Emerging evidence supports use in adults of agents that treat constipation by acting directly on the opioid receptors.[6] Methylnaltrexone bromide assists with restoration of bowel function in patients with late-stage, advanced illness who are receiving opioids continuously.[14] Methylnaltrexone is a peripherally restricted mu-receptor antagonist. It is believed to block opioid entrance into GI cells sufficiently enough to allow the intestines to function normally.
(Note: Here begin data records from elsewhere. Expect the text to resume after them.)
//! Key identifiers for per-key lighting
//!
//! `KeyName` values are the keyboard scan codes the LED SDK uses for its
//! key-name entry points. G-keys and the logo/badge zones use vendor codes
//! above the scan code range.

use std::fmt;

/// Physical key addressed by the per-key lighting calls
#[derive(Debug, Clone, Copy, PartialEq, Eq, Hash)]
#[repr(i32)]
pub enum KeyName {
    Esc = 0x01,
    F1 = 0x3b,
    F2 = 0x3c,
    F3 = 0x3d,
    F4 = 0x3e,
    F5 = 0x3f,
    F6 = 0x40,
    F7 = 0x41,
    F8 = 0x42,
    F9 = 0x43,
    F10 = 0x44,
    F11 = 0x57,
    F12 = 0x58,
    PrintScreen = 0x137,
    ScrollLock = 0x46,
    PauseBreak = 0x145,
    Tilde = 0x29,
    One = 0x02,
    Two = 0x03,
    Three = 0x04,
    Four = 0x05,
    Five = 0x06,
    Six = 0x07,
    Seven = 0x08,
    Eight = 0x09,
    Nine = 0x0a,
    Zero = 0x0b,
    Minus = 0x0c,
    Equals = 0x0d,
    Backspace = 0x0e,
    Insert = 0x152,
    Home = 0x147,
    PageUp = 0x149,
    NumLock = 0x45,
    NumSlash = 0x135,
    NumAsterisk = 0x37,
    NumMinus = 0x4a,
    Tab = 0x0f,
    Q = 0x10,
    W = 0x11,
    E = 0x12,
    R = 0x13,
    T = 0x14,
    Y = 0x15,
    U = 0x16,
    I = 0x17,
    O = 0x18,
    P = 0x19,
    OpenBracket = 0x1a,
    CloseBracket = 0x1b,
    Backslash = 0x2b,
    KeyboardDelete = 0x153,
    End = 0x14F,
    PageDown = 0x151,
    NumSeven = 0x47,
    NumEight = 0x48,
    NumNine = 0x49,
    NumPlus = 0x4e,
    CapsLock = 0x3a,
    A = 0x1e,
    S = 0x1f,
    D = 0x20,
    F = 0x21,
    G = 0x22,
    H = 0x23,
    J = 0x24,
    K = 0x25,
    L = 0x26,
    Semicolon = 0x27,
    Apostrophe = 0x28,
    Enter = 0x1c,
    NumFour = 0x4b,
    NumFive = 0x4c,
    NumSix = 0x4d,
    LeftShift = 0x2a,
    Z = 0x2c,
    X = 0x2d,
    C = 0x2e,
    V = 0x2f,
    B = 0x30,
    N = 0x31,
    M = 0x32,
    Comma = 0x33,
    Period = 0x34,
    ForwardSlash = 0x35,
    RightShift = 0x36,
    ArrowUp = 0x148,
    NumOne = 0x4f,
    NumTwo = 0x50,
    NumThree = 0x51,
    NumEnter = 0x11C,
    LeftControl = 0x1d,
    LeftWindows = 0x15B,
    LeftAlt = 0x38,
    Space = 0x39,
    RightAlt = 0x138,
    RightWindows = 0x15C,
    ApplicationSelect = 0x15D,
    RightControl = 0x11D,
    ArrowLeft = 0x14B,
    ArrowDown = 0x150,
    ArrowRight = 0x14D,
    NumZero = 0x52,
    NumPeriod = 0x53,
    G1 = 0xFFF1,
    G2 = 0xFFF2,
    G3 = 0xFFF3,
    G4 = 0xFFF4,
    G5 = 0xFFF5,
    G6 = 0xFFF6,
    G7 = 0xFFF7,
    G8 = 0xFFF8,
    G9 = 0xFFF9,
    GLogo = 0xFFFF1,
    GBadge = 0xFFFF2,
}

impl KeyName {
    /// Every key, in keyboard order
    pub const ALL: &'static [KeyName] = &[
        KeyName::Esc,
        KeyName::F1,
        KeyName::F2,
        KeyName::F3,
        KeyName::F4,
        KeyName::F5,
        KeyName::F6,
        KeyName::F7,
        KeyName::F8,
        KeyName::F9,
        KeyName::F10,
        KeyName::F11,
        KeyName::F12,
        KeyName::PrintScreen,
        KeyName::ScrollLock,
        KeyName::PauseBreak,
        KeyName::Tilde,
        KeyName::One,
        KeyName::Two,
        KeyName::Three,
        KeyName::Four,
        KeyName::Five,
        KeyName::Six,
        KeyName::Seven,
        KeyName::Eight,
        KeyName::Nine,
        KeyName::Zero,
        KeyName::Minus,
        KeyName::Equals,
        KeyName::Backspace,
        KeyName::Insert,
        KeyName::Home,
        KeyName::PageUp,
        KeyName::NumLock,
        KeyName::NumSlash,
        KeyName::NumAsterisk,
        KeyName::NumMinus,
        KeyName::Tab,
        KeyName::Q,
        KeyName::W,
        KeyName::E,
        KeyName::R,
        KeyName::T,
        KeyName::Y,
        KeyName::U,
        KeyName::I,
        KeyName::O,
        KeyName::P,
        KeyName::OpenBracket,
        KeyName::CloseBracket,
        KeyName::Backslash,
        KeyName::KeyboardDelete,
        KeyName::End,
        KeyName::PageDown,
        KeyName::NumSeven,
        KeyName::NumEight,
        KeyName::NumNine,
        KeyName::NumPlus,
        KeyName::CapsLock,
        KeyName::A,
        KeyName::S,
        KeyName::D,
        KeyName::F,
        KeyName::G,
        KeyName::H,
        KeyName::J,
        KeyName::K,
        KeyName::L,
        KeyName::Semicolon,
        KeyName::Apostrophe,
        KeyName::Enter,
        KeyName::NumFour,
        KeyName::NumFive,
        KeyName::NumSix,
        KeyName::LeftShift,
        KeyName::Z,
        KeyName::X,
        KeyName::C,
        KeyName::V,
        KeyName::B,
        KeyName::N,
        KeyName::M,
        KeyName::Comma,
        KeyName::Period,
        KeyName::ForwardSlash,
        KeyName::RightShift,
        KeyName::ArrowUp,
        KeyName::NumOne,
        KeyName::NumTwo,
        KeyName::NumThree,
        KeyName::NumEnter,
        KeyName::LeftControl,
        KeyName::LeftWindows,
        KeyName::LeftAlt,
        KeyName::Space,
        KeyName::RightAlt,
        KeyName::RightWindows,
        KeyName::ApplicationSelect,
        KeyName::RightControl,
        KeyName::ArrowLeft,
        KeyName::ArrowDown,
        KeyName::ArrowRight,
        KeyName::NumZero,
        KeyName::NumPeriod,
        KeyName::G1,
        KeyName::G2,
        KeyName::G3,
        KeyName::G4,
        KeyName::G5,
        KeyName::G6,
        KeyName::G7,
        KeyName::G8,
        KeyName::G9,
        KeyName::GLogo,
        KeyName::GBadge,
    ];

    /// Native code passed to the SDK
    pub fn code(self) -> i32 {
        self as i32
    }

    /// Look up a key by its native code
    pub fn from_code(code: i32) -> Option<Self> {
        Self::ALL.iter().copied().find(|k| k.code() == code)
    }

    /// SDK constant name (e.g. `"NUM_ENTER"`)
    pub fn name(self) -> &'static str {
        match self {
            Self::Esc => "ESC",
            Self::F1 => "F1",
            Self::F2 => "F2",
            Self::F3 => "F3",
            Self::F4 => "F4",
            Self::F5 => "F5",
            Self::F6 => "F6",
            Self::F7 => "F7",
            Self::F8 => "F8",
            Self::F9 => "F9",
            Self::F10 => "F10",
            Self::F11 => "F11",
            Self::F12 => "F12",
            Self::PrintScreen => "PRINT_SCREEN",
            Self::ScrollLock => "SCROLL_LOCK",
            Self::PauseBreak => "PAUSE_BREAK",
            Self::Tilde => "TILDE",
            Self::One => "ONE",
            Self::Two => "TWO",
            Self::Three => "THREE",
            Self::Four => "FOUR",
            Self::Five => "FIVE",
            Self::Six => "SIX",
            Self::Seven => "SEVEN",
            Self::Eight => "EIGHT",
            Self::Nine => "NINE",
            Self::Zero => "ZERO",
            Self::Minus => "MINUS",
            Self::Equals => "EQUALS",
            Self::Backspace => "BACKSPACE",
            Self::Insert => "INSERT",
            Self::Home => "HOME",
            Self::PageUp => "PAGE_UP",
            Self::NumLock => "NUM_LOCK",
            Self::NumSlash => "NUM_SLASH",
            Self::NumAsterisk => "NUM_ASTERISK",
            Self::NumMinus => "NUM_MINUS",
            Self::Tab => "TAB",
            Self::Q => "Q",
            Self::W => "W",
            Self::E => "E",
            Self::R => "R",
            Self::T => "T",
            Self::Y => "Y",
            Self::U => "U",
            Self::I => "I",
            Self::O => "O",
            Self::P => "P",
            Self::OpenBracket => "OPEN_BRACKET",
            Self::CloseBracket => "CLOSE_BRACKET",
            Self::Backslash => "BACKSLASH",
            Self::KeyboardDelete => "KEYBOARD_DELETE",
            Self::End => "END",
            Self::PageDown => "PAGE_DOWN",
            Self::NumSeven => "NUM_SEVEN",
            Self::NumEight => "NUM_EIGHT",
            Self::NumNine => "NUM_NINE",
            Self::NumPlus => "NUM_PLUS",
            Self::CapsLock => "CAPS_LOCK",
            Self::A => "A",
            Self::S => "S",
            Self::D => "D",
            Self::F => "F",
            Self::G => "G",
            Self::H => "H",
            Self::J => "J",
            Self::K => "K",
            Self::L => "L",
            Self::Semicolon => "SEMICOLON",
            Self::Apostrophe => "APOSTROPHE",
            Self::Enter => "ENTER",
            Self::NumFour => "NUM_FOUR",
            Self::NumFive => "NUM_FIVE",
            Self::NumSix => "NUM_SIX",
            Self::LeftShift => "LEFT_SHIFT",
            Self::Z => "Z",
            Self::X => "X",
            Self::C => "C",
            Self::V => "V",
            Self::B => "B",
            Self::N => "N",
            Self::M => "M",
            Self::Comma => "COMMA",
            Self::Period => "PERIOD",
            Self::ForwardSlash => "FORWARD_SLASH",
            Self::RightShift => "RIGHT_SHIFT",
            Self::ArrowUp => "ARROW_UP",
            Self::NumOne => "NUM_ONE",
            Self::NumTwo => "NUM_TWO",
            Self::NumThree => "NUM_THREE",
            Self::NumEnter => "NUM_ENTER",
            Self::LeftControl => "LEFT_CONTROL",
            Self::LeftWindows => "LEFT_WINDOWS",
            Self::LeftAlt => "LEFT_ALT",
            Self::Space => "SPACE",
            Self::RightAlt => "RIGHT_ALT",
            Self::RightWindows => "RIGHT_WINDOWS",
            Self::ApplicationSelect => "APPLICATION_SELECT",
            Self::RightControl => "RIGHT_CONTROL",
            Self::ArrowLeft => "ARROW_LEFT",
            Self::ArrowDown => "ARROW_DOWN",
            Self::ArrowRight => "ARROW_RIGHT",
            Self::NumZero => "NUM_ZERO",
            Self::NumPeriod => "NUM_PERIOD",
            Self::G1 => "G_1",
            Self::G2 => "G_2",
            Self::G3 => "G_3",
            Self::G4 => "G_4",
            Self::G5 => "G_5",
            Self::G6 => "G_6",
            Self::G7 => "G_7",
            Self::G8 => "G_8",
            Self::G9 => "G_9",
            Self::GLogo => "G_LOGO",
            Self::GBadge => "G_BADGE",
        }
    }

    /// Parse a key name, ignoring case and treating `-` like `_`
    pub fn from_name(name: &str) -> Option<Self> {
        let normalized = name.trim().replace('-', "_").to_ascii_uppercase();
        Self::ALL.iter().copied().find(|k| k.name() == normalized)
    }

    /// Whether this is one of the programmable G-keys or G zones
    pub fn is_g_key(self) -> bool {
        self.code() >= KeyName::G1.code()
    }
}

impl fmt::Display for KeyName {
    fn fmt(&self, f: &mut fmt::Formatter<'_>) -> fmt::Result {
        f.write_str(self.name())
    }
}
Methylnaltrexone does not significantly decrease analgesic effects because it is not systemically absorbed and does not cross the blood-brain barrier.[5,14] Although it has been discussed as a potential drug on the horizon in some pediatric literature,[5] safety and efficacy have not been studied in the pediatric population.[14]

Like methylnaltrexone, alvimopan, a peripherally restricted mu-receptor antagonist, has been discussed as a potential drug for opioid-induced constipation in children.[4,5] At this time, alvimopan is not indicated for opioid-induced constipation and its safety and efficacy have not been established for pediatric patients.

Naloxone, a specific mu antagonist that exerts an effect similar to that of methylnaltrexone, has been investigated for treatment of opioid-induced constipation.[5] However, it readily crosses the blood-brain barrier and can cause reversal of opioid analgesia even at low systemic concentrations that are not effective for treating constipation.[5] Clinical studies have found that due to large interpatient variability, dose titration requires close patient monitoring.[5] Enteral naloxone use in a pediatric critical care population with opioid-induced constipation was found to improve stool output but caused opioid withdrawal symptoms in some patients.[6]

Further investigation of these newer agents in a pediatric population is required to establish efficacy, dosing guidelines, and safety. To date, methylnaltrexone shows the most promise.

While constipation resolves once the opioid is discontinued, first-line management is to prevent constipation by proactively recommending a standard laxative early in treatment. In conjunction with pharmacologic agents, clinicians should remember to recommend nonpharmacologic management. Clinicians are well-positioned to help preempt much discomfort and distress for the child and his or her family.